2. Possession. The preceding discussion disposes of EWC's argument that the notice to quit was defective because it included a demand that EWC pay the three months of rent owed during the closure period. Because the frustration of purpose doctrine did not excuse EWC from paying rent for those three months, there was no error in the notice to quit, nor is there any evidence that EWC was misled by the notice. See Cambridge St. Realty, LLC, 481 Mass. at 130 ("To be defective such that it fails to terminate a lease, a notice to quit must involve a material error or omission, i.e., a defect that has some meaningful practical effect"); Rockport Schooner Co. v. Rockport Whale Watch Corp., 58 Mass. App. Ct. 910, 911 (2003) ("a notice to quit may be rendered invalid by false or misleading statements").

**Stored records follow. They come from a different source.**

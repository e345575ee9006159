//! Errors surfaced by the API client.

use thiserror::Error;

use crate::traits::{HttpError, SessionError};

/// Failure of a single API call.
///
/// No call is retried by the client; [`ApiError::is_retryable`] lets the
/// caller decide.
#[derive(Debug, Error)]
pub enum ApiError {
    /// The request never produced a response.
    #[error("request failed: {0}")]
    Transport(HttpError),

    /// The backend answered 401; the stored session has been cleared.
    #[error("not authenticated: {message}")]
    Unauthorized { message: String },

    /// Any other non-2xx status.
    #[error("HTTP error! status: {status}")]
    Status { status: u16, message: String },

    /// A 2xx body did not match the expected shape.
    #[error("invalid response body: {0}")]
    Json(#[from] serde_json::Error),

    /// Reading or clearing the stored session failed.
    #[error("session storage: {0}")]
    Session(#[from] SessionError),
}

impl ApiError {
    /// Map a non-2xx status to the matching variant.
    pub fn from_status(status: u16, message: impl Into<String>) -> Self {
        let message = message.into();
        if status == 401 {
            ApiError::Unauthorized { message }
        } else {
            ApiError::Status { status, message }
        }
    }

    /// HTTP status carried by the error, if any.
    pub fn status(&self) -> Option<u16> {
        match self {
            ApiError::Unauthorized { .. } => Some(401),
            ApiError::Status { status, .. } => Some(*status),
            ApiError::Transport(HttpError::Status { status, .. }) => Some(*status),
            _ => None,
        }
    }

    /// Check if repeating the same call could succeed.
    pub fn is_retryable(&self) -> bool {
        match self {
            ApiError::Transport(err) => matches!(
                err,
                HttpError::ConnectionFailed(_) | HttpError::Timeout(_) | HttpError::Io(_)
            ),
            ApiError::Status { status, .. } => *status >= 500 || *status == 429,
            _ => false,
        }
    }

    /// Short text suitable for showing to a user.
    pub fn user_message(&self) -> String {
        match self {
            ApiError::Transport(_) => "Could not reach the server. Please try again.".to_string(),
            ApiError::Unauthorized { .. } => "Your session has expired. Please log in again.".to_string(),
            ApiError::Status { status, message } if !message.is_empty() => {
                format!("Server error ({}): {}", status, message)
            }
            ApiError::Status { status, .. } => format!("Server error ({})", status),
            ApiError::Json(_) => "Received an unexpected response from the server.".to_string(),
            ApiError::Session(err) => err.to_string(),
        }
    }
}

impl From<HttpError> for ApiError {
    fn from(err: HttpError) -> Self {
        match err {
            HttpError::Status { status, message } => ApiError::from_status(status, message),
            other => ApiError::Transport(other),
        }
    }
}
//! Trait abstractions at the transport and storage seams.
//!
//! - [`HttpClient`] - request/response and streaming HTTP
//! - [`SessionStore`] - persisted token and user

pub mod http;
pub mod session;

pub use http::{ByteStream, Headers, HttpClient, HttpError, Method, Request, Response};
pub use session::{Session, SessionError, SessionStore};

We add that EWC cites no authority to support its suggestion that a landlord must anticipate a tenant's affirmative defenses, and identify or account for them in the notice to quit, in order for the notice to be deemed valid.
Amended judgment affirmed.
FOOTNOTES
[Note 1] Doing business as European Wax Center.
[Note 2] EWC heavily relies on a Superior Court judge's contrary decision in UMNV 205-207 Newbury, LLC vs. Caffé Nero Ams., Inc., Mass. Sup. Ct., No. 2084CV01493-BLS2 (Suffolk County Feb. 8, 2021), but that decision is not binding precedent.